6.10.2008

Cell-ular Communication..



Last year in San Diego scientists Shu Chien and Ying-Li Hu captured on video the intracellular version of a postal delivery service. Reported in the journal Biochemical and Biophysical Research Communications (BBRC), bioengineering researchers at UC San Diego published videos of a key message-carrying protein called paxillin moving abruptly from hubs of communication and transportation activity on the cell surface toward the nucleus. Paxillin, shown in the video above and the image below are highlighted with labeled with a red fluorescence marker to make it stand out in live cells.
Even without video evidence, scientists have confirmed over the past 10 years that higher organisms use paxillin as a transmitter of locomotion and gene-expression signals from several classes of growth-factor receptors to the nucleus.

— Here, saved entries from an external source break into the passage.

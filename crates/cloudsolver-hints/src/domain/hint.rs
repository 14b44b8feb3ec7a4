//! The resolved hint value.

use serde::{Deserialize, Serialize};

/// Highest hint level; also the per-question hint allowance.
pub const MAX_HINT_LEVEL: u8 = 3;

/// Where a hint came from.
#[derive(Debug, Clone, Copy, PartialEq, Eq, Serialize, Deserialize)]
#[serde(rename_all = "lowercase")]
pub enum HintSource {
    /// The remote advisory service.
    Remote,
    /// The local category templates.
    Fallback,
}

/// A hint ready to show to the player.
#[derive(Debug, Clone, PartialEq, Eq, Serialize, Deserialize)]
pub struct Hint {
    /// The bare hint body.
    pub text: String,
    /// The hint as the NPC says it.
    pub display_message: String,
    /// Remote or fallback.
    pub source: HintSource,
    /// Level the hint was resolved at, `1..=MAX_HINT_LEVEL`.
    pub hint_level: u8,
    /// The NPC delivering the hint.
    pub npc_id: String,
}

/// Clamps a requested level into `1..=MAX_HINT_LEVEL`.
#[must_use]
pub fn clamp_hint_level(level: u8) -> u8 {
    level.clamp(1, MAX_HINT_LEVEL)
}
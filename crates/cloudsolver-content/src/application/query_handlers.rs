//! Query handlers for game content.
//!
//! These return read-only views that are safe to hand to a player: question
//! cards never carry the correct option or the explanation.

use cloudsolver_core::error::DomainError;
use cloudsolver_core::rng::DeterministicRng;
use cloudsolver_scoring::domain::question::{AnswerOption, Difficulty, Question};
use serde::Serialize;
use tracing::{debug, instrument};

use crate::domain::npc::{NpcProfile, Personality};
use crate::domain::questions::{QuestionFilters, QuestionMode, QuestionProvider};
use crate::domain::roster::NpcRoster;

/// Public summary of an NPC.
#[derive(Debug, Clone, PartialEq, Eq, Serialize)]
pub struct NpcSummary {
    /// Identifier.
    pub id: String,
    /// Display name.
    pub name: String,
    /// Job title.
    pub title: String,
    /// Personality tag.
    pub personality: Personality,
    /// Categories the NPC asks about.
    pub expertise: Vec<String>,
}

impl From<&NpcProfile> for NpcSummary {
    fn from(npc: &NpcProfile) -> Self {
        Self {
            id: npc.id.clone(),
            name: npc.name.clone(),
            title: npc.title.clone(),
            personality: npc.personality,
            expertise: npc.expertise.clone(),
        }
    }
}

/// A question as shown to the player.
#[derive(Debug, Clone, PartialEq, Serialize)]
pub struct QuestionCard {
    /// Identifier.
    pub id: String,
    /// Category.
    pub category: String,
    /// Difficulty.
    pub difficulty: Difficulty,
    /// Base points.
    pub base_points: u32,
    /// Time limit in seconds.
    pub time_limit_secs: u32,
    /// Scenario text.
    pub scenario: String,
    /// Prompt text.
    pub prompt: String,
    /// Answer options.
    pub options: Vec<AnswerOption>,
    /// Tags.
    pub tags: Vec<String>,
}

impl From<&Question> for QuestionCard {
    fn from(q: &Question) -> Self {
        Self {
            id: q.id.clone(),
            category: q.category.clone(),
            difficulty: q.difficulty,
            base_points: q.base_points,
            time_limit_secs: q.time_limit_secs,
            scenario: q.scenario.clone(),
            prompt: q.prompt.clone(),
            options: q.options.clone(),
            tags: q.tags.clone(),
        }
    }
}

/// Lists every NPC in roster order.
#[must_use]
pub fn list_npcs(roster: &NpcRoster) -> Vec<NpcSummary> {
    roster.iter().map(NpcSummary::from).collect()
}

/// Picks the next question and returns its player-facing card.
///
/// # Errors
///
/// Returns `DomainError::NotFound` if no question passes `filters`.
#[instrument(skip_all, fields(mode = ?mode))]
pub fn next_question(
    provider: &dyn QuestionProvider,
    mode: QuestionMode,
    filters: &QuestionFilters,
    rng: &mut dyn DeterministicRng,
) -> Result<QuestionCard, DomainError> {
    let question = provider.get_question(mode, filters, rng)?;
    debug!(question_id = %question.id, "question selected");
    Ok(QuestionCard::from(&question))
}
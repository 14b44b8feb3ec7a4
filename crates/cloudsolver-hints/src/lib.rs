//! Cloud Solver — Hints.
//!
//! Resolves a hint for a question on behalf of an NPC. The remote advisory
//! service is tried first under a strict timeout; every failure falls back to
//! a local, category-specific hint phrased in the NPC's voice. Resolution
//! itself never fails.

pub mod application;
pub mod domain;
pub mod http_advisory;
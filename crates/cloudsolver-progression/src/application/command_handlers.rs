//! Command handlers for the progression context.
//!
//! Handlers orchestrate the domain: load the player's snapshot, score the
//! answer, apply it to the progression state, persist the new snapshot.

use cloudsolver_core::clock::Clock;
use cloudsolver_core::command::Command;
use cloudsolver_core::error::DomainError;
use cloudsolver_core::repository::{ProgressRepository, StoredProgress};
use cloudsolver_scoring::domain::calculator::ScoreCalculator;
use cloudsolver_scoring::domain::question::Question;
use cloudsolver_scoring::domain::score::ScoreResult;
use serde::Serialize;
use tracing::{info, instrument, warn};
use uuid::Uuid;

use crate::domain::commands::SubmitAnswer;
use crate::domain::state::{ProgressionState, ScoreApplication};

/// Outcome of [`handle_submit_answer`].
#[derive(Debug, Clone, Serialize)]
pub struct SubmitAnswerResult {
    /// The player who answered.
    pub player_id: Uuid,
    /// The score breakdown.
    pub score: ScoreResult,
    /// Level and achievement changes.
    pub application: ScoreApplication,
    /// Progression after the answer.
    #[serde(skip)]
    pub state: ProgressionState,
    /// Whether the new snapshot reached the store.
    pub persisted: bool,
}

/// Loads a player's progression, defaulting to a fresh state when the player
/// has never been saved.
///
/// # Errors
///
/// Returns the repository's error if loading fails, or
/// `DomainError::Infrastructure` if the stored snapshot cannot be decoded.
pub async fn load_progression(
    player_id: Uuid,
    repo: &dyn ProgressRepository,
) -> Result<ProgressionState, DomainError> {
    match repo.load(player_id).await? {
        Some(stored) => ProgressionState::from_snapshot(stored.snapshot),
        None => Ok(ProgressionState::new()),
    }
}

/// Handles the `SubmitAnswer` command.
///
/// A failed save is logged and reported through
/// [`SubmitAnswerResult::persisted`]; the in-memory result stands.
///
/// # Errors
///
/// Returns `DomainError::InvalidScoreInput` for a malformed question or
/// submission, or the repository's error if the snapshot cannot be loaded.
/// Nothing is computed or saved in either case.
#[instrument(
    skip_all,
    fields(
        correlation_id = %command.correlation_id(),
        player_id = %command.player_id(),
        question_id = %question.id,
    )
)]
pub async fn handle_submit_answer(
    command: &SubmitAnswer,
    question: &Question,
    clock: &dyn Clock,
    repo: &dyn ProgressRepository,
) -> Result<SubmitAnswerResult, DomainError> {
    let mut state = load_progression(command.player_id, repo).await?;

    let score = ScoreCalculator::compute(question, &command.submission)?;
    let application = state.apply_score(question, &score)?;

    let stored = StoredProgress {
        player_id: command.player_id,
        snapshot: state.to_snapshot(),
        saved_at: clock.now(),
    };
    let persisted = match repo.save(&stored).await {
        Ok(()) => true,
        Err(e) => {
            warn!(error = %e, "progression snapshot was not persisted");
            false
        }
    };

    info!(
        command_type = command.command_type(),
        is_correct = score.is_correct,
        total_points = score.total_points,
        level = application.new_level,
        leveled_up = application.leveled_up,
        persisted,
        "answer submitted"
    );

    Ok(SubmitAnswerResult {
        player_id: command.player_id,
        score,
        application,
        state,
        persisted,
    })
}
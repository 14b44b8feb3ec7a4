//! Cloud Solver Core — shared domain abstractions.
//!
//! This crate defines the fundamental traits and types that the scoring,
//! progression, hint and dialogue crates depend on: the error taxonomy,
//! deterministic time and randomness, and the ports to external
//! collaborators (persistence and the remote advisory service). It contains
//! no infrastructure code.

pub mod advisory;
pub mod clock;
pub mod command;
pub mod error;
pub mod event;
pub mod repository;
pub mod rng;
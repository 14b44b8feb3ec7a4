//! Domain model for progression.

pub mod achievements;
pub mod commands;
pub mod levels;
pub mod state;
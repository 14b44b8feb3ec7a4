//! Dialogue phases.

use std::fmt;

use serde::{Deserialize, Serialize};

/// Where a session is in its per-question loop.
///
/// `Idle -> Greeting -> AwaitingAnswer -> (HintPending)* -> Reacting -> Idle`,
/// with `Closed` reachable from anywhere.
#[derive(Debug, Clone, Copy, PartialEq, Eq, Hash, Serialize, Deserialize)]
#[serde(rename_all = "snake_case")]
pub enum DialoguePhase {
    /// Ready for a question (or for `start` on a fresh session).
    Idle,
    /// Greeting lines are being shown.
    Greeting,
    /// A question is open.
    AwaitingAnswer,
    /// A hint is being resolved or revealed.
    HintPending,
    /// The answer reaction is being revealed.
    Reacting,
    /// Terminal.
    Closed,
}

impl DialoguePhase {
    /// Snake-case name.
    #[must_use]
    pub fn as_str(self) -> &'static str {
        match self {
            Self::Idle => "idle",
            Self::Greeting => "greeting",
            Self::AwaitingAnswer => "awaiting_answer",
            Self::HintPending => "hint_pending",
            Self::Reacting => "reacting",
            Self::Closed => "closed",
        }
    }
}

impl fmt::Display for DialoguePhase {
    fn fmt(&self, f: &mut fmt::Formatter<'_>) -> fmt::Result {
        f.write_str(self.as_str())
    }
}
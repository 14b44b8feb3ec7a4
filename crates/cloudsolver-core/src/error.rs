//! Domain error types.

use thiserror::Error;

/// Top-level domain error type.
#[derive(Debug, Error)]
pub enum DomainError {
    /// A malformed question, submission or score result was passed to
    /// scoring or progression. State is never mutated when this is returned.
    #[error("invalid score input: {0}")]
    InvalidScoreInput(String),

    /// A dialogue operation was requested while a typed-text effect is active.
    #[error("session busy: a dialogue line is still being revealed")]
    SessionBusy,

    /// The operation is not valid in the session's current phase.
    #[error("invalid transition: {0}")]
    InvalidTransition(String),

    /// The per-question hint allowance has been used up.
    #[error("hint limit reached: at most {limit} hints per question")]
    HintLimitReached {
        /// The configured per-question allowance.
        limit: u32,
    },

    /// A referenced entity (NPC, question, player snapshot) does not exist.
    #[error("not found: {0}")]
    NotFound(String),

    /// A validation error in content or configuration.
    #[error("validation error: {0}")]
    Validation(String),

    /// The persistence collaborator could not be reached.
    #[error("persistence unavailable: {0}")]
    PersistenceUnavailable(String),

    /// An infrastructure error (decoding, poisoned lock, ...).
    #[error("infrastructure error: {0}")]
    Infrastructure(String),
}
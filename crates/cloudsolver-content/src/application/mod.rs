//! Application services for game content.

pub mod query_handlers;
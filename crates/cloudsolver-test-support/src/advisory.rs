//! Test advisory services — mock `AdvisoryService` implementations.

use std::sync::Mutex;
use std::sync::atomic::{AtomicUsize, Ordering};

use async_trait::async_trait;
use cloudsolver_core::advisory::{
    AdvisoryError, AdvisoryRequest, AdvisoryResponse, AdvisoryService,
};

/// An advisory service that answers every request with a fixed response and
/// records the requests it received.
#[derive(Debug)]
pub struct StubAdvisoryService {
    response: AdvisoryResponse,
    calls: AtomicUsize,
    requests: Mutex<Vec<AdvisoryRequest>>,
}

impl StubAdvisoryService {
    /// Create a stub answering with `hint` and `message`.
    #[must_use]
    pub fn new(hint: &str, message: &str) -> Self {
        Self {
            response: AdvisoryResponse {
                hint: hint.to_owned(),
                message: message.to_owned(),
            },
            calls: AtomicUsize::new(0),
            requests: Mutex::new(Vec::new()),
        }
    }

    /// Number of `advise` calls so far.
    pub fn calls(&self) -> usize {
        self.calls.load(Ordering::SeqCst)
    }

    /// Requests received so far.
    ///
    /// # Panics
    ///
    /// Panics if the internal mutex is poisoned.
    pub fn requests(&self) -> Vec<AdvisoryRequest> {
        self.requests.lock().unwrap().clone()
    }
}

#[async_trait]
impl AdvisoryService for StubAdvisoryService {
    async fn advise(&self, request: &AdvisoryRequest) -> Result<AdvisoryResponse, AdvisoryError> {
        self.calls.fetch_add(1, Ordering::SeqCst);
        self.requests.lock().unwrap().push(request.clone());
        Ok(self.response.clone())
    }
}

/// An advisory service that always fails with the configured error.
#[derive(Debug)]
pub struct FailingAdvisoryService(pub AdvisoryError);

#[async_trait]
impl AdvisoryService for FailingAdvisoryService {
    async fn advise(&self, _request: &AdvisoryRequest) -> Result<AdvisoryResponse, AdvisoryError> {
        Err(self.0.clone())
    }
}

/// An advisory service that never answers. Only a caller-side timeout gets
/// past it.
#[derive(Debug)]
pub struct HangingAdvisoryService;

#[async_trait]
impl AdvisoryService for HangingAdvisoryService {
    async fn advise(&self, _request: &AdvisoryRequest) -> Result<AdvisoryResponse, AdvisoryError> {
        std::future::pending::<()>().await;
        Err(AdvisoryError::Timeout)
    }
}

/// An advisory service that "succeeds" with an empty hint body.
#[derive(Debug)]
pub struct MalformedAdvisoryService;

#[async_trait]
impl AdvisoryService for MalformedAdvisoryService {
    async fn advise(&self, _request: &AdvisoryRequest) -> Result<AdvisoryResponse, AdvisoryError> {
        Ok(AdvisoryResponse {
            hint: "   ".to_owned(),
            message: String::new(),
        })
    }
}
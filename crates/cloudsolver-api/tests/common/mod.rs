//! Shared test helpers for API integration tests.
#![allow(dead_code)]

use std::sync::{Arc, Mutex};

use axum::Router;
use axum::body::Body;
use axum::http::{Request, StatusCode};
use http_body_util::BodyExt;
use tower::ServiceExt;

use cloudsolver_api::build_app;
use cloudsolver_api::state::{AppState, StoreKind};
use cloudsolver_content::domain::questions::InMemoryQuestionBank;
use cloudsolver_content::domain::roster::NpcRoster;
use cloudsolver_core::advisory::AdvisoryService;
use cloudsolver_core::clock::Clock;
use cloudsolver_core::rng::SharedRng;
use cloudsolver_hints::application::resolver::{HintResolver, HintResolverConfig};
use cloudsolver_hints::http_advisory::DisabledAdvisoryService;
use cloudsolver_store::memory_progress_repository::MemoryProgressRepository;
use cloudsolver_test_support::{FixedClock, MockRng};

/// Fixed timestamp used across all integration tests.
fn fixed_clock() -> Arc<dyn Clock> {
    Arc::new(FixedClock(
        chrono::TimeZone::with_ymd_and_hms(&chrono::Utc, 2026, 1, 15, 10, 0, 0).unwrap(),
    ))
}

/// Build the full app with an in-memory progress store and no advisory
/// service. Every random choice picks the first candidate.
pub fn build_test_app() -> Router {
    build_test_app_with_advisory(Arc::new(DisabledAdvisoryService))
}

/// Build the full app with a custom advisory service.
pub fn build_test_app_with_advisory(advisory: Arc<dyn AdvisoryService>) -> Router {
    let rng: SharedRng = Arc::new(Mutex::new(MockRng));
    let roster = Arc::new(NpcRoster::builtin().unwrap());
    let hint_resolver = HintResolver::new(
        advisory,
        Arc::clone(&roster),
        Arc::clone(&rng),
        HintResolverConfig::default(),
    );
    let app_state = AppState {
        clock: fixed_clock(),
        rng,
        progress_repository: Arc::new(MemoryProgressRepository::new()),
        store_kind: StoreKind::Memory,
        questions: Arc::new(InMemoryQuestionBank::builtin().unwrap()),
        roster,
        hint_resolver,
    };

    build_app(app_state)
}

/// Send a POST request with a JSON body and return the response.
pub async fn post_json(
    app: Router,
    uri: &str,
    body: &serde_json::Value,
) -> (StatusCode, serde_json::Value) {
    let request = Request::builder()
        .method("POST")
        .uri(uri)
        .header("content-type", "application/json")
        .body(Body::from(serde_json::to_vec(body).unwrap()))
        .unwrap();

    let response = app.oneshot(request).await.unwrap();
    let status = response.status();
    let body_bytes = response.into_body().collect().await.unwrap().to_bytes();
    let json: serde_json::Value = serde_json::from_slice(&body_bytes).unwrap();

    (status, json)
}

/// Send a GET request and return the response.
pub async fn get_json(app: Router, uri: &str) -> (StatusCode, serde_json::Value) {
    let request = Request::builder()
        .method("GET")
        .uri(uri)
        .body(Body::empty())
        .unwrap();

    let response = app.oneshot(request).await.unwrap();
    let status = response.status();
    let body_bytes = response.into_body().collect().await.unwrap().to_bytes();
    let json: serde_json::Value = serde_json::from_slice(&body_bytes).unwrap();

    (status, json)
}
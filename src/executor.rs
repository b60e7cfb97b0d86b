//! SQL execution through the `psql` client
//!
//! Dry-run is the default: the SQL is summarized, never sent anywhere.

use crate::config::Settings;
use crate::error::{PipelineError, Result};
use serde::Serialize;
use sqlparser::dialect::PostgreSqlDialect;
use sqlparser::parser::Parser;
use std::process::Stdio;
use tokio::io::AsyncWriteExt;
use tokio::process::Command;
use tracing::{info, warn};

const SAMPLE_CHARS: usize = 500;

#[derive(Debug, Clone, Default)]
pub struct ConnectionInfo {
    pub host: String,
    pub port: u16,
    pub db: String,
    pub user: String,
    pub password: String,
}

impl ConnectionInfo {
    pub fn from_settings(settings: &Settings) -> Result<Self> {
        let require = |value: &Option<String>, name: &str| {
            value
                .clone()
                .ok_or_else(|| PipelineError::Config(format!("{} is required to execute SQL", name)))
        };
        Ok(Self {
            host: settings.pg_host.clone(),
            port: settings.pg_port,
            db: require(&settings.pg_db, "PG_DB")?,
            user: require(&settings.pg_user, "PG_USER")?,
            password: settings.pg_pass.clone().unwrap_or_default(),
        })
    }

    fn psql_args(&self) -> Vec<String> {
        vec![
            "-h".to_string(),
            self.host.clone(),
            "-p".to_string(),
            self.port.to_string(),
            "-d".to_string(),
            self.db.clone(),
            "-U".to_string(),
            self.user.clone(),
            "-v".to_string(),
            "ON_ERROR_STOP=1".to_string(),
            "-w".to_string(),
        ]
    }
}

#[derive(Debug, Clone, PartialEq, Serialize)]
#[serde(untagged)]
pub enum ExecutionReport {
    DryRun {
        status: String,
        sample: String,
        /// Statement count, or `None` when the SQL does not parse as PostgreSQL.
        statements: Option<usize>,
    },
    Executed {
        stdout: String,
        stderr: String,
        returncode: i32,
    },
}

/// Count statements with sqlparser; `None` when the text is not valid PostgreSQL.
pub fn count_statements(sql: &str) -> Option<usize> {
    match Parser::parse_sql(&PostgreSqlDialect {}, sql) {
        Ok(statements) => Some(statements.len()),
        Err(e) => {
            warn!("SQL did not parse for dry-run summary: {}", e);
            None
        }
    }
}

fn dry_run_report(sql: &str) -> ExecutionReport {
    info!("dry-run: not executing SQL. SQL length: {}", sql.len());
    ExecutionReport::DryRun {
        status: "dry-run".to_string(),
        sample: sql.chars().take(SAMPLE_CHARS).collect(),
        statements: count_statements(sql),
    }
}

pub struct SqlExecutor {
    psql_binary: String,
}

impl Default for SqlExecutor {
    fn default() -> Self {
        Self::new("psql")
    }
}

impl SqlExecutor {
    pub fn new(psql_binary: impl Into<String>) -> Self {
        Self {
            psql_binary: psql_binary.into(),
        }
    }

    /// Run `sql` against Postgres, or only summarize it when `dry_run` is set.
    pub async fn run_sql(
        &self,
        sql: &str,
        conn: &ConnectionInfo,
        dry_run: bool,
    ) -> Result<ExecutionReport> {
        if dry_run {
            return Ok(dry_run_report(sql));
        }

        info!(
            "Executing {} bytes of SQL via {} against {}:{}/{}",
            sql.len(),
            self.psql_binary,
            conn.host,
            conn.port,
            conn.db
        );

        let mut child = Command::new(&self.psql_binary)
            .args(conn.psql_args())
            .env("PGPASSWORD", &conn.password)
            .stdin(Stdio::piped())
            .stdout(Stdio::piped())
            .stderr(Stdio::piped())
            .spawn()
            .map_err(|e| {
                PipelineError::Execution(format!("failed to start {}: {}", self.psql_binary, e))
            })?;

        // Feed stdin while draining stdout/stderr; psql echoes per statement and would
        // otherwise block on a full pipe. Dropping stdin at the end signals EOF.
        let stdin = child.stdin.take();
        let feed = async move {
            if let Some(mut stdin) = stdin {
                stdin.write_all(sql.as_bytes()).await?;
            }
            Ok::<(), std::io::Error>(())
        };
        let (fed, output) = tokio::join!(feed, child.wait_with_output());
        let output = output?;

        if let Err(e) = fed {
            // A child that exits early closes its stdin; its own report explains why.
            warn!("Failed to write SQL to {}: {}", self.psql_binary, e);
            if output.status.success() {
                return Err(PipelineError::Execution(format!(
                    "{} exited before reading all SQL: {}",
                    self.psql_binary, e
                )));
            }
        }

        Ok(ExecutionReport::Executed {
            stdout: String::from_utf8_lossy(&output.stdout).into_owned(),
            stderr: String::from_utf8_lossy(&output.stderr).into_owned(),
            returncode: output.status.code().unwrap_or(-1),
        })
    }
}

#[cfg(test)]
mod tests {
    use super::*;

    fn conn() -> ConnectionInfo {
        ConnectionInfo {
            host: "localhost".to_string(),
            port: 5432,
            db: "warehouse".to_string(),
            user: "etl".to_string(),
            password: "secret".to_string(),
        }
    }

    #[tokio::test]
    async fn test_dry_run_does_not_execute() {
        let executor = SqlExecutor::new("definitely-not-a-real-binary");
        let report = executor
            .run_sql("SELECT 1; SELECT 2;", &conn(), true)
            .await
            .unwrap();
        assert_eq!(
            report,
            ExecutionReport::DryRun {
                status: "dry-run".to_string(),
                sample: "SELECT 1; SELECT 2;".to_string(),
                statements: Some(2),
            }
        );
    }

    #[test]
    fn test_dry_run_sample_is_capped() {
        let sql = format!("SELECT '{}';", "a".repeat(1000));
        match dry_run_report(&sql) {
            ExecutionReport::DryRun { sample, statements, .. } => {
                assert_eq!(sample.chars().count(), SAMPLE_CHARS);
                assert_eq!(statements, Some(1));
            }
            other => panic!("unexpected report: {:?}", other),
        }
    }

    #[test]
    fn test_unparseable_sql_has_no_statement_count() {
        assert_eq!(count_statements("SELEC nonsense FROM"), None);
    }

    #[test]
    fn test_dry_run_report_serializes_flat() {
        let value = serde_json::to_value(dry_run_report("SELECT 1")).unwrap();
        assert_eq!(value["status"], "dry-run");
        assert_eq!(value["sample"], "SELECT 1");
        assert_eq!(value["statements"], 1);
    }

    #[test]
    fn test_psql_arguments() {
        let args = conn().psql_args();
        assert_eq!(
            args,
            vec!["-h", "localhost", "-p", "5432", "-d", "warehouse", "-U", "etl", "-v", "ON_ERROR_STOP=1", "-w"]
        );
    }

    #[tokio::test]
    async fn test_missing_binary_is_execution_error() {
        let executor = SqlExecutor::new("definitely-not-a-real-binary");
        assert!(matches!(
            executor.run_sql("SELECT 1", &conn(), false).await,
            Err(PipelineError::Execution(_))
        ));
    }

    #[cfg(unix)]
    #[tokio::test]
    async fn test_large_output_does_not_deadlock() {
        use std::os::unix::fs::PermissionsExt;

        let dir = std::env::temp_dir().join(format!("pb-psql-{}", uuid::Uuid::new_v4()));
        std::fs::create_dir_all(&dir).unwrap();
        let script = dir.join("fake-psql");
        std::fs::write(&script, "#!/bin/sh\nexec cat\n").unwrap();
        std::fs::set_permissions(&script, std::fs::Permissions::from_mode(0o755)).unwrap();

        let sql = "INSERT INTO sales VALUES (1);\n".repeat(20_000);
        let executor = SqlExecutor::new(script.to_string_lossy());
        let report = tokio::time::timeout(
            std::time::Duration::from_secs(30),
            executor.run_sql(&sql, &conn(), false),
        )
        .await
        .expect("run_sql blocked on a full pipe")
        .unwrap();

        match report {
            ExecutionReport::Executed { stdout, returncode, .. } => {
                assert_eq!(returncode, 0);
                assert_eq!(stdout.len(), sql.len());
            }
            other => panic!("unexpected report: {:?}", other),
        }

        std::fs::remove_dir_all(&dir).ok();
    }

    #[test]
    fn test_connection_info_requires_database() {
        let settings = Settings::from_lookup(|key| match key {
            "OPENAI_API_KEY" => Some("k".to_string()),
            _ => None,
        })
        .unwrap();
        assert!(matches!(
            ConnectionInfo::from_settings(&settings),
            Err(PipelineError::Config(_))
        ));
    }
}
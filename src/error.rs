use thiserror::Error;

/// Longest prefix of a raw model reply carried by `MalformedReply`.
pub const RAW_PREVIEW_LIMIT: usize = 500;

#[derive(Error, Debug)]
pub enum PipelineError {
    #[error("No JSON object found in LLM response: {raw}")]
    MalformedReply { raw: String },

    #[error("Failed to parse LLM response as JSON:\n{raw}")]
    UnparseableReply { raw: String },

    #[error("LLM response JSON missing required key '{key}'. Raw response:\n{raw}")]
    IncompleteArtifact { key: String, raw: String },

    #[error("LLM error: {0}")]
    Llm(String),

    #[error("Database error: {0}")]
    Database(String),

    #[error("Template error: {0}")]
    Template(String),

    #[error("Execution error: {0}")]
    Execution(String),

    #[error("Invalid target: {0}")]
    InvalidTarget(String),

    #[error("Invalid request: {0}")]
    InvalidRequest(String),

    #[error("Configuration error: {0}")]
    Config(String),

    #[error("IO error: {0}")]
    Io(#[from] std::io::Error),

    #[error("JSON error: {0}")]
    Json(#[from] serde_json::Error),
}

impl From<sqlx::Error> for PipelineError {
    fn from(err: sqlx::Error) -> Self {
        PipelineError::Database(err.to_string())
    }
}

/// Cut `raw` down to at most `RAW_PREVIEW_LIMIT` characters on a char boundary.
pub fn truncate_raw(raw: &str) -> String {
    match raw.char_indices().nth(RAW_PREVIEW_LIMIT) {
        Some((idx, _)) => format!("{}...", &raw[..idx]),
        None => raw.to_string(),
    }
}

pub type Result<T> = std::result::Result<T, PipelineError>;

#[cfg(test)]
mod tests {
    use super::*;

    #[test]
    fn test_truncate_raw_short_input_unchanged() {
        assert_eq!(truncate_raw("no braces here"), "no braces here");
    }

    #[test]
    fn test_truncate_raw_long_input() {
        let raw = "x".repeat(RAW_PREVIEW_LIMIT + 20);
        let cut = truncate_raw(&raw);
        assert_eq!(cut.len(), RAW_PREVIEW_LIMIT + 3);
        assert!(cut.ends_with("..."));
    }

    #[test]
    fn test_incomplete_artifact_message_names_key() {
        let err = PipelineError::IncompleteArtifact {
            key: "explanation".to_string(),
            raw: "{}".to_string(),
        };
        assert!(err.to_string().contains("'explanation'"));
    }
}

The agent of communication, the cellular cell phone.

Paxillin's malfunctions have been linked to a variety of cancers, tumor metastasis, and other disease processes. Tumor-causing versions of signaling molecules may attach to paxillin and disturb the normal adhesion and growth factor signaling steps required for controlled proliferation and cell growth. Human papilloma virus, which can lead to cervical cancer, produces a protein that binds to paxillin. That interaction may contribute to the carcinogenic potential of the sexually transmitted virus. *note, potential for a building out of AIDS
This filming of paxillin was via cells from the inner membranous lining of a cow aorta. They added genetically engineered proteins tagged with red and green fluorescence markers to the bovine aortic endothelial cells, grew them in tissue culture, and filmed them while they passed fluid across the cells’ surface in a simulation of flowing blood.

Paxillin is found primarily at focal adhesions, busy intersections of activity scattered around the cell’s cytoplasmic membrane. Focal adhesions are regions highly rich with receptors for growth factors (!!!) and they are also structural attachment points that link the extracellular world to the protein filaments and tubes that comprise a cell’s internal cytoskeleton.

Paxillin is the way to tap into the sensory action of the cellular. Now the challange is to try to translate their means of communication. What is the code that is paxillin is the messenger for? Hello Pattern Recognition!